Exercise details:
Take the data below and copy exactly the lines starting at the one with "if req.venue_id <= 0" and finishing at the one with "let router = Router::new()", both included.

• • • • •

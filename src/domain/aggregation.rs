//! Aggregation engine: turns raw record lists into grouped and classified
//! view data.
//!
//! Everything here is pure. The evaluation instant is always passed in, so
//! callers read the clock once per request and every count and partition in
//! that request agrees on what "now" means.
//!
//! Two comparison rules are in play and they differ at the boundary:
//!
//! - a venue's *upcoming show count* includes shows strictly after `now`;
//! - [`classify_shows`] puts a show in `past` only when it starts strictly
//!   before the reference instant, so a show starting exactly at the
//!   reference is upcoming.

use std::collections::HashMap;
use std::hash::Hash;

use chrono::NaiveDateTime;
use serde::Serialize;
use utoipa::ToSchema;

use super::{Artist, ArtistId, Show, Venue, VenueId};
use crate::error::{EntityKind, FyyurError};

/// The record on the other side of a show, joined in for display.
///
/// An artist page lists shows joined with their venues; a venue page lists
/// shows joined with their artists.
pub trait Counterpart {
    /// Identifier type of the joined record.
    type Id: Copy + Eq + Hash + Into<i64>;

    /// Reported in [`FyyurError::LookupFailure`] when the join misses.
    const KIND: EntityKind;

    /// Identifier of this record.
    fn id(&self) -> Self::Id;

    /// The identifier a show holds for this side of the join.
    fn referenced_by(show: &Show) -> Self::Id;

    /// Display name.
    fn name(&self) -> &str;

    /// Display picture.
    fn image_link(&self) -> Option<&str>;
}

impl Counterpart for Artist {
    type Id = ArtistId;
    const KIND: EntityKind = EntityKind::Artist;

    fn id(&self) -> ArtistId {
        self.id
    }

    fn referenced_by(show: &Show) -> ArtistId {
        show.artist_id
    }

    fn name(&self) -> &str {
        &self.name
    }

    fn image_link(&self) -> Option<&str> {
        self.image_link.as_deref()
    }
}

impl Counterpart for Venue {
    type Id = VenueId;
    const KIND: EntityKind = EntityKind::Venue;

    fn id(&self) -> VenueId {
        self.id
    }

    fn referenced_by(show: &Show) -> VenueId {
        show.venue_id
    }

    fn name(&self) -> &str {
        &self.name
    }

    fn image_link(&self) -> Option<&str> {
        self.image_link.as_deref()
    }
}

/// A venue as listed inside its location group or in search results.
#[derive(Debug, Clone, PartialEq, Eq, Serialize, ToSchema)]
pub struct VenueSummary {
    /// Venue identifier.
    pub id: VenueId,
    /// Venue name.
    pub name: String,
    /// Shows at this venue starting strictly after the evaluation instant.
    pub upcoming_show_count: usize,
}

/// An artist as listed in search results.
#[derive(Debug, Clone, PartialEq, Eq, Serialize, ToSchema)]
pub struct ArtistSummary {
    /// Artist identifier.
    pub id: ArtistId,
    /// Artist name.
    pub name: String,
    /// Shows by this artist starting strictly after the evaluation instant.
    pub upcoming_show_count: usize,
}

/// Venues sharing an identical (city, state) pair.
#[derive(Debug, Clone, PartialEq, Eq, Serialize, ToSchema)]
pub struct LocationGroup {
    /// City shared by every venue in the group.
    pub city: String,
    /// State shared by every venue in the group.
    pub state: String,
    /// Venues in input order.
    pub venues: Vec<VenueSummary>,
}

/// A show joined with its counterpart's display fields.
#[derive(Debug, Clone, PartialEq, Eq, Serialize, ToSchema)]
pub struct ShowDetail {
    /// Identifier of the joined artist or venue.
    pub counterpart_id: i64,
    /// Name of the joined artist or venue.
    pub counterpart_name: String,
    /// Picture of the joined artist or venue.
    pub counterpart_image_link: Option<String>,
    /// Show start.
    pub start_time: NaiveDateTime,
}

/// Shows split around a reference instant.
///
/// Counts are only ever read off the list lengths.
#[derive(Debug, Clone, Default, PartialEq, Eq)]
pub struct ClassifiedShows {
    /// Shows that started strictly before the reference, input order.
    pub past: Vec<ShowDetail>,
    /// Shows starting at or after the reference, input order.
    pub upcoming: Vec<ShowDetail>,
}

impl ClassifiedShows {
    /// Number of past shows.
    #[must_use]
    pub fn past_count(&self) -> usize {
        self.past.len()
    }

    /// Number of upcoming shows.
    #[must_use]
    pub fn upcoming_count(&self) -> usize {
        self.upcoming.len()
    }
}

/// A show joined with both its venue and its artist, for the show index.
#[derive(Debug, Clone, PartialEq, Eq, Serialize, ToSchema)]
pub struct ShowListing {
    /// Hosting venue.
    pub venue_id: VenueId,
    /// Hosting venue name.
    pub venue_name: String,
    /// Performing artist.
    pub artist_id: ArtistId,
    /// Performing artist name.
    pub artist_name: String,
    /// Performing artist picture.
    pub artist_image_link: Option<String>,
    /// Show start.
    pub start_time: NaiveDateTime,
}

/// Number of shows at `venue_id` starting strictly after `now`.
#[must_use]
pub fn count_upcoming(venue_id: VenueId, shows: &[Show], now: NaiveDateTime) -> usize {
    shows
        .iter()
        .filter(|show| show.venue_id == venue_id && show.start_time > now)
        .count()
}

/// Summarizes one venue against the given shows.
#[must_use]
pub fn summarize_venue(venue: &Venue, shows: &[Show], now: NaiveDateTime) -> VenueSummary {
    VenueSummary {
        id: venue.id,
        name: venue.name.clone(),
        upcoming_show_count: count_upcoming(venue.id, shows, now),
    }
}

/// Summarizes one artist against the given shows.
#[must_use]
pub fn summarize_artist(artist: &Artist, shows: &[Show], now: NaiveDateTime) -> ArtistSummary {
    ArtistSummary {
        id: artist.id,
        name: artist.name.clone(),
        upcoming_show_count: shows
            .iter()
            .filter(|show| show.artist_id == artist.id && show.start_time > now)
            .count(),
    }
}

/// Partitions venues by exact `(city, state)` match.
///
/// Every venue lands in exactly one group, including venues without shows.
/// Groups come out in order of first appearance; callers must not rely on
/// that order. Cities and states are compared verbatim, so `"Boston"` and
/// `"boston"` form separate groups.
#[must_use]
pub fn group_venues_by_location(
    venues: &[Venue],
    shows: &[Show],
    now: NaiveDateTime,
) -> Vec<LocationGroup> {
    let mut upcoming: HashMap<VenueId, usize> = HashMap::new();
    for show in shows.iter().filter(|show| show.start_time > now) {
        *upcoming.entry(show.venue_id).or_default() += 1;
    }

    let mut groups: Vec<LocationGroup> = Vec::new();
    let mut slots: HashMap<(&str, &str), usize> = HashMap::new();
    for venue in venues {
        let slot = *slots
            .entry((venue.city.as_str(), venue.state.as_str()))
            .or_insert_with(|| {
                groups.push(LocationGroup {
                    city: venue.city.clone(),
                    state: venue.state.clone(),
                    venues: Vec::new(),
                });
                groups.len() - 1
            });
        if let Some(group) = groups.get_mut(slot) {
            group.venues.push(VenueSummary {
                id: venue.id,
                name: venue.name.clone(),
                upcoming_show_count: upcoming.get(&venue.id).copied().unwrap_or(0),
            });
        }
    }
    groups
}
//! Show DTOs.

use serde::Deserialize;
use utoipa::ToSchema;

use crate::domain::show::parse_start_time;
use crate::domain::{ArtistId, ShowDraft, VenueId};
use crate::error::FyyurError;

/// Request body for `POST /shows`.
#[derive(Debug, Clone, Default, Deserialize, ToSchema)]
pub struct ShowRequest {
    /// Performing artist id.
    #[serde(default)]
    pub artist_id: i64,
    /// Hosting venue id.
    #[serde(default)]
    pub venue_id: i64,
    /// Local start time: `YYYY-MM-DD HH:MM:SS` or ISO-8601 without offset.
    #[serde(default)]
    pub start_time: String,
}

impl TryFrom<ShowRequest> for ShowDraft {
    type Error = FyyurError;

    fn try_from(req: ShowRequest) -> Result<Self, Self::Error> {
        if req.artist_id <= 0 {
            return Err(FyyurError::invalid("artist_id is required"));
        }
        if req.venue_id <= 0 {
            return Err(FyyurError::invalid("venue_id is required"));
        }
        Ok(Self {
            artist_id: ArtistId::new(req.artist_id),
            venue_id: VenueId::new(req.venue_id),
            start_time: parse_start_time(&req.start_time)?,
        })
    }
}
//! REST API layer: route handlers, DTOs, and router composition.
//!
//! Resource endpoints are mounted under `/api/v1`; health and form
//! choice lists live at the root.

pub mod dto;
pub mod handlers;

use std::time::Duration;

use axum::Router;
use axum::http::StatusCode;
use tower_http::cors::CorsLayer;
use tower_http::timeout::TimeoutLayer;
use tower_http::trace::TraceLayer;
use utoipa::OpenApi;

use crate::app_state::AppState;
use crate::error::ErrorResponse;

/// OpenAPI document covering every REST endpoint.
#[derive(Debug, OpenApi)]
#[openapi(
    info(
        title = "Fyyur API",
        description = "Venues, artists, and the shows that connect them."
    ),
    paths(
        handlers::venue::list_venues,
        handlers::venue::search_venues,
        handlers::venue::get_venue,
        handlers::venue::edit_venue,
        handlers::venue::create_venue,
        handlers::venue::update_venue,
        handlers::venue::delete_venue,
        handlers::artist::list_artists,
        handlers::artist::search_artists,
        handlers::artist::get_artist,
        handlers::artist::edit_artist,
        handlers::artist::create_artist,
        handlers::artist::update_artist,
        handlers::artist::delete_artist,
        handlers::show::list_shows,
        handlers::show::create_show,
        handlers::system::health_handler,
        handlers::system::genres_handler,
        handlers::system::states_handler,
    ),
    components(schemas(ErrorResponse)),
    tags(
        (name = "Venues", description = "Venue listing, search, and management"),
        (name = "Artists", description = "Artist listing, search, and management"),
        (name = "Shows", description = "Show listing and creation"),
        (name = "System", description = "Health and form choice lists"),
    )
)]
pub struct ApiDoc;

/// Builds the complete API router with all REST endpoints.
pub fn build_router() -> Router<AppState> {
    let router = Router::new()
        .nest("/api/v1", handlers::routes())
        .merge(handlers::system::routes());

    #[cfg(feature = "swagger-ui")]
    let router = router.merge(
        utoipa_swagger_ui::SwaggerUi::new("/swagger-ui")
            .url("/api-docs/openapi.json", ApiDoc::openapi()),
    );

    router
}

/// Builds the served application: routes, middleware, and state.
pub fn build_app(state: AppState, request_timeout: Duration) -> Router {
    build_router()
        .layer(timeout_layer(request_timeout))
        .layer(TraceLayer::new_for_http())
        .layer(CorsLayer::permissive())
        .with_state(state)
}

/// Answers requests running longer than `request_timeout` with
/// `408 Request Timeout`.
fn timeout_layer(request_timeout: Duration) -> TimeoutLayer {
    TimeoutLayer::with_status_code(StatusCode::REQUEST_TIMEOUT, request_timeout)
}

• • • • •

Your response:
        if req.venue_id <= 0 {
            return Err(FyyurError::invalid("venue_id is required"));
        }
        Ok(Self {
            artist_id: ArtistId::new(req.artist_id),
            venue_id: VenueId::new(req.venue_id),
            start_time: parse_start_time(&req.start_time)?,
        })
    }
}
//! REST API layer: route handlers, DTOs, and router composition.
//!
//! Resource endpoints are mounted under `/api/v1`; health and form
//! choice lists live at the root.

pub mod dto;
pub mod handlers;

use std::time::Duration;

use axum::Router;
use axum::http::StatusCode;
use tower_http::cors::CorsLayer;
use tower_http::timeout::TimeoutLayer;
use tower_http::trace::TraceLayer;
use utoipa::OpenApi;

use crate::app_state::AppState;
use crate::error::ErrorResponse;

/// OpenAPI document covering every REST endpoint.
#[derive(Debug, OpenApi)]
#[openapi(
    info(
        title = "Fyyur API",
        description = "Venues, artists, and the shows that connect them."
    ),
    paths(
        handlers::venue::list_venues,
        handlers::venue::search_venues,
        handlers::venue::get_venue,
        handlers::venue::edit_venue,
        handlers::venue::create_venue,
        handlers::venue::update_venue,
        handlers::venue::delete_venue,
        handlers::artist::list_artists,
        handlers::artist::search_artists,
        handlers::artist::get_artist,
        handlers::artist::edit_artist,
        handlers::artist::create_artist,
        handlers::artist::update_artist,
        handlers::artist::delete_artist,
        handlers::show::list_shows,
        handlers::show::create_show,
        handlers::system::health_handler,
        handlers::system::genres_handler,
        handlers::system::states_handler,
    ),
    components(schemas(ErrorResponse)),
    tags(
        (name = "Venues", description = "Venue listing, search, and management"),
        (name = "Artists", description = "Artist listing, search, and management"),
        (name = "Shows", description = "Show listing and creation"),
        (name = "System", description = "Health and form choice lists"),
    )
)]
pub struct ApiDoc;

/// Builds the complete API router with all REST endpoints.
pub fn build_router() -> Router<AppState> {
    let router = Router::new()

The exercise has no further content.